Extended Data Fig. 10: WNT activation increases BEC-to-hepatocyte formation but not BEC proliferation.

a, Schematic figure showing the experimental strategy for CK19-2A-CreER;Fah-LSL/LSL;Ctnnb1^+/+R26-Confetti mice (Ctnnb1^+/+) or CK19-2A-CreER;Fah-LSL/LSL;Ctnnb1^lox(ex3)/+;R26-Confetti mice (Ctnnb1^lox(ex3)/+). b, Violin plots showing selected gene expression levels per single cell in BECs collected from Ctnnb1^+/+ and Ctnnb1^lox(ex3)/+ mice at day 21. c, UMAP plots showing the expression of the indicated genes in each cluster collected from Ctnnb1^lox(ex3)/+ mice at day 21. d, Immunostaining for CK19 and Ki67 on liver sections collected at day 21 and week 7 from the indicated mice. The percentage of proliferating BECs (Ki67⁺) is shown on the right panel. Data represent mean ± SD; n = 5 mice; NS, no significance. Scale bars, 50 µm. e, Immunostaining for fluorescent markers, CK19, and HNF4α on liver sections from the indicated mice. Scale bars, 100 µm. f, GSEA analysis in the left panel shows differentially expressed hallmark pathways between the Ctnnb1^lox(ex3)/+ group and Ctnnb1^+/+ group.

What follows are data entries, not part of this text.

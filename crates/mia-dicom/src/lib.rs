//! # MIA DICOM
//!
//! 文件候选校验与元数据提取：以廉价启发式筛选可摄取文件，
//! 按命名策略顺序解析DICOM头并提取归组标识。

pub mod extractor;
pub mod validator;

#[cfg(any(test, feature = "test-fixtures"))]
pub mod fixtures;

pub use extractor::{Extraction, ExtractionStrategy, MetadataExtractor};
pub use validator::FileValidator;
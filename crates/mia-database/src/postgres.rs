//! PostgreSQL持久层实现
//!
//! 每个文件一个事务；Study/Series/Image均以
//! `INSERT .. ON CONFLICT .. RETURNING`做get-or-create，
//! 并发创建同一检查时由唯一约束保证只落一行。

use crate::models::DbStudy;
use crate::repository::ImageRepository;
use async_trait::async_trait;
use mia_core::{ImageMetadata, MiaError, PersistOutcome, Result, StoredBlob, Study};
use sqlx::{PgPool, Postgres, Row, Transaction};
use tracing::debug;
use uuid::Uuid;

/// PostgreSQL影像仓库
pub struct PgImageRepository {
    pool: PgPool,
}

impl PgImageRepository {
    pub fn new(pool: PgPool) -> Self {
        Self { pool }
    }

    /// 创建数据库表
    pub async fn create_tables(&self) -> Result<()> {
        sqlx::query(r#"
            CREATE TABLE IF NOT EXISTS studies (
                id UUID PRIMARY KEY,
                study_uid VARCHAR(64) UNIQUE NOT NULL,
                patient_id VARCHAR(64),
                patient_name VARCHAR(255),
                patient_sex CHAR(1),
                patient_birth_date VARCHAR(16),
                modality VARCHAR(16) NOT NULL,
                description TEXT,
                study_date VARCHAR(16),
                created_at TIMESTAMP WITH TIME ZONE DEFAULT NOW(),
                updated_at TIMESTAMP WITH TIME ZONE DEFAULT NOW()
            )
        "#).execute(&self.pool).await.map_err(map_db_error)?;

        sqlx::query(r#"
            CREATE TABLE IF NOT EXISTS series (
                id UUID PRIMARY KEY,
                series_uid VARCHAR(64) NOT NULL,
                study_id UUID NOT NULL REFERENCES studies(id),
                modality VARCHAR(16) NOT NULL,
                series_number INTEGER,
                description TEXT,
                created_at TIMESTAMP WITH TIME ZONE DEFAULT NOW(),
                UNIQUE (study_id, series_uid)
            )
        "#).execute(&self.pool).await.map_err(map_db_error)?;

        sqlx::query(r#"
            CREATE TABLE IF NOT EXISTS instances (
                id UUID PRIMARY KEY,
                sop_instance_uid VARCHAR(64) NOT NULL,
                series_id UUID NOT NULL REFERENCES series(id),
                instance_number INTEGER,
                rows INTEGER,
                columns INTEGER,
                pixel_spacing VARCHAR(64),
                slice_thickness VARCHAR(32),
                storage_path VARCHAR(512) NOT NULL,
                file_size BIGINT NOT NULL,
                content_digest VARCHAR(64) NOT NULL,
                created_at TIMESTAMP WITH TIME ZONE DEFAULT NOW(),
                UNIQUE (series_id, sop_instance_uid)
            )
        "#).execute(&self.pool).await.map_err(map_db_error)?;

        // 创建索引以优化查询性能
        self.create_indexes().await?;

        tracing::info!("Database tables created successfully");
        Ok(())
    }

    /// 创建数据库索引
    async fn create_indexes(&self) -> Result<()> {
        let indexes = vec![
            "CREATE INDEX IF NOT EXISTS idx_studies_study_uid ON studies(study_uid)",
            "CREATE INDEX IF NOT EXISTS idx_studies_patient_id ON studies(patient_id)",
            "CREATE INDEX IF NOT EXISTS idx_studies_modality ON studies(modality)",
            "CREATE INDEX IF NOT EXISTS idx_series_study_id ON series(study_id)",
            "CREATE INDEX IF NOT EXISTS idx_instances_series_id ON instances(series_id)",
            "CREATE INDEX IF NOT EXISTS idx_instances_sop_instance_uid ON instances(sop_instance_uid)",
        ];

        for index_sql in indexes {
            sqlx::query(index_sql)
                .execute(&self.pool)
                .await
                .map_err(map_db_error)?;
        }

        tracing::info!("Database indexes created successfully");
        Ok(())
    }

    /// 检查级get-or-create
    async fn upsert_study(
        &self,
        tx: &mut Transaction<'_, Postgres>,
        metadata: &ImageMetadata,
        study_uid: &str,
    ) -> Result<(Uuid, bool)> {
        // xmax = 0 仅在行由本语句插入时成立，用于区分新建与命中已有行
        let row = sqlx::query(r#"
            INSERT INTO studies (id, study_uid, patient_id, patient_name, patient_sex, patient_birth_date, modality, description, study_date)
            VALUES ($1, $2, $3, $4, $5, $6, $7, $8, $9)
            ON CONFLICT (study_uid) DO UPDATE SET updated_at = NOW()
            RETURNING id, (xmax = 0) AS created
        "#)
        .bind(Uuid::new_v4())
        .bind(study_uid)
        .bind(&metadata.patient_id)
        .bind(&metadata.patient_name)
        .bind(&metadata.patient_sex)
        .bind(&metadata.patient_birth_date)
        .bind(metadata.modality.as_deref().unwrap_or("OT"))
        .bind(&metadata.study_description)
        .bind(&metadata.study_date)
        .fetch_one(&mut **tx)
        .await
        .map_err(map_db_error)?;

        Ok((row.get("id"), row.get("created")))
    }

    /// 序列级get-or-create（序列UID在所属检查内唯一）
    async fn upsert_series(
        &self,
        tx: &mut Transaction<'_, Postgres>,
        metadata: &ImageMetadata,
        study_id: Uuid,
        series_uid: &str,
    ) -> Result<(Uuid, bool)> {
        let row = sqlx::query(r#"
            INSERT INTO series (id, series_uid, study_id, modality, series_number, description)
            VALUES ($1, $2, $3, $4, $5, $6)
            ON CONFLICT (study_id, series_uid) DO UPDATE SET modality = EXCLUDED.modality
            RETURNING id, (xmax = 0) AS created
        "#)
        .bind(Uuid::new_v4())
        .bind(series_uid)
        .bind(study_id)
        .bind(metadata.modality.as_deref().unwrap_or("OT"))
        .bind(metadata.series_number)
        .bind(&metadata.series_description)
        .fetch_one(&mut **tx)
        .await
        .map_err(map_db_error)?;

        Ok((row.get("id"), row.get("created")))
    }

    /// 实例级get-or-create（重复实例更新载荷位置而非另起一行）
    async fn upsert_instance(
        &self,
        tx: &mut Transaction<'_, Postgres>,
        metadata: &ImageMetadata,
        blob: &StoredBlob,
        series_id: Uuid,
        sop_instance_uid: &str,
    ) -> Result<(Uuid, bool)> {
        let row = sqlx::query(r#"
            INSERT INTO instances (id, sop_instance_uid, series_id, instance_number, rows, columns, pixel_spacing, slice_thickness, storage_path, file_size, content_digest)
            VALUES ($1, $2, $3, $4, $5, $6, $7, $8, $9, $10, $11)
            ON CONFLICT (series_id, sop_instance_uid) DO UPDATE
                SET storage_path = EXCLUDED.storage_path,
                    file_size = EXCLUDED.file_size,
                    content_digest = EXCLUDED.content_digest
            RETURNING id, (xmax = 0) AS created
        "#)
        .bind(Uuid::new_v4())
        .bind(sop_instance_uid)
        .bind(series_id)
        .bind(metadata.instance_number)
        .bind(metadata.rows)
        .bind(metadata.columns)
        .bind(&metadata.pixel_spacing)
        .bind(&metadata.slice_thickness)
        .bind(&blob.storage_path)
        .bind(blob.file_size)
        .bind(&blob.content_digest)
        .fetch_one(&mut **tx)
        .await
        .map_err(map_db_error)?;

        Ok((row.get("id"), row.get("created")))
    }
}

#[async_trait]
impl ImageRepository for PgImageRepository {
    async fn persist_instance(
        &self,
        metadata: &ImageMetadata,
        blob: &StoredBlob,
    ) -> Result<PersistOutcome> {
        let study_uid = required_uid(&metadata.study_uid, "检查UID")?;
        let series_uid = required_uid(&metadata.series_uid, "序列UID")?;
        let sop_instance_uid = required_uid(&metadata.sop_instance_uid, "SOP实例UID")?;

        let mut tx = self.pool.begin().await.map_err(map_db_error)?;

        let (study_id, study_created) = self.upsert_study(&mut tx, metadata, &study_uid).await?;
        let (series_id, series_created) = self
            .upsert_series(&mut tx, metadata, study_id, &series_uid)
            .await?;
        let (instance_id, instance_created) = self
            .upsert_instance(&mut tx, metadata, blob, series_id, &sop_instance_uid)
            .await?;

        tx.commit().await.map_err(map_db_error)?;

        debug!(
            "实例已持久化: {} (检查新建: {}, 序列新建: {}, 实例新建: {})",
            sop_instance_uid, study_created, series_created, instance_created
        );

        Ok(PersistOutcome {
            study_id,
            series_id,
            instance_id,
            study_uid,
            study_created,
            series_created,
            instance_created,
        })
    }

    async fn get_study_by_uid(&self, study_uid: &str) -> Result<Option<Study>> {
        let result = sqlx::query_as::<_, DbStudy>("SELECT * FROM studies WHERE study_uid = $1")
            .bind(study_uid)
            .fetch_optional(&self.pool)
            .await
            .map_err(map_db_error)?;

        Ok(result.map(Study::from))
    }

    async fn study_count(&self) -> Result<usize> {
        let row = sqlx::query("SELECT COUNT(*) AS count FROM studies")
            .fetch_one(&self.pool)
            .await
            .map_err(map_db_error)?;
        let count: i64 = row.get("count");
        Ok(count as usize)
    }
}

fn required_uid(uid: &Option<String>, name: &str) -> Result<String> {
    uid.as_deref()
        .filter(|u| !u.trim().is_empty())
        .map(|u| u.to_string())
        .ok_or_else(|| MiaError::MissingIdentifiers(format!("缺少{}", name)))
}

/// 将sqlx错误映射为类型化错误
///
/// 唯一冲突(23505)和引用/检查违例(23503/23514)属文件级，
/// 连接层故障属会话级`Database`错误。
fn map_db_error(e: sqlx::Error) -> MiaError {
    if let sqlx::Error::Database(db_err) = &e {
        match db_err.code().as_deref() {
            Some("23505") => return MiaError::DuplicateConflict(db_err.to_string()),
            Some("23503") | Some("23514") => return MiaError::Integrity(db_err.to_string()),
            _ => {}
        }
    }
    MiaError::Database(e.to_string())
}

Right panel shows heat map of Notch pathway leading edge genes. g, Schematic figure showing the experimental strategy. h, Immunostaining for tdT, HNF4α, and CK19 on sections of liver collected at day 40. Scale bars, 500 µm. i, Quantification of the number of tdT⁺ hepatocyte clusters per 10x field in vehicle or RSPO1-treated mice livers. Arrowheads, tdT⁺HNF4α⁺ hepatocyte clones. Data are the mean ± SD; n = 4 (RSPO1 group) and 5 (vehicle group) mice; *P = 0.0107. Statistical analysis was performed by two-tailed unpaired Student’s t test in d, i; Kolmogorov-Smirnov (KS) test was used in f.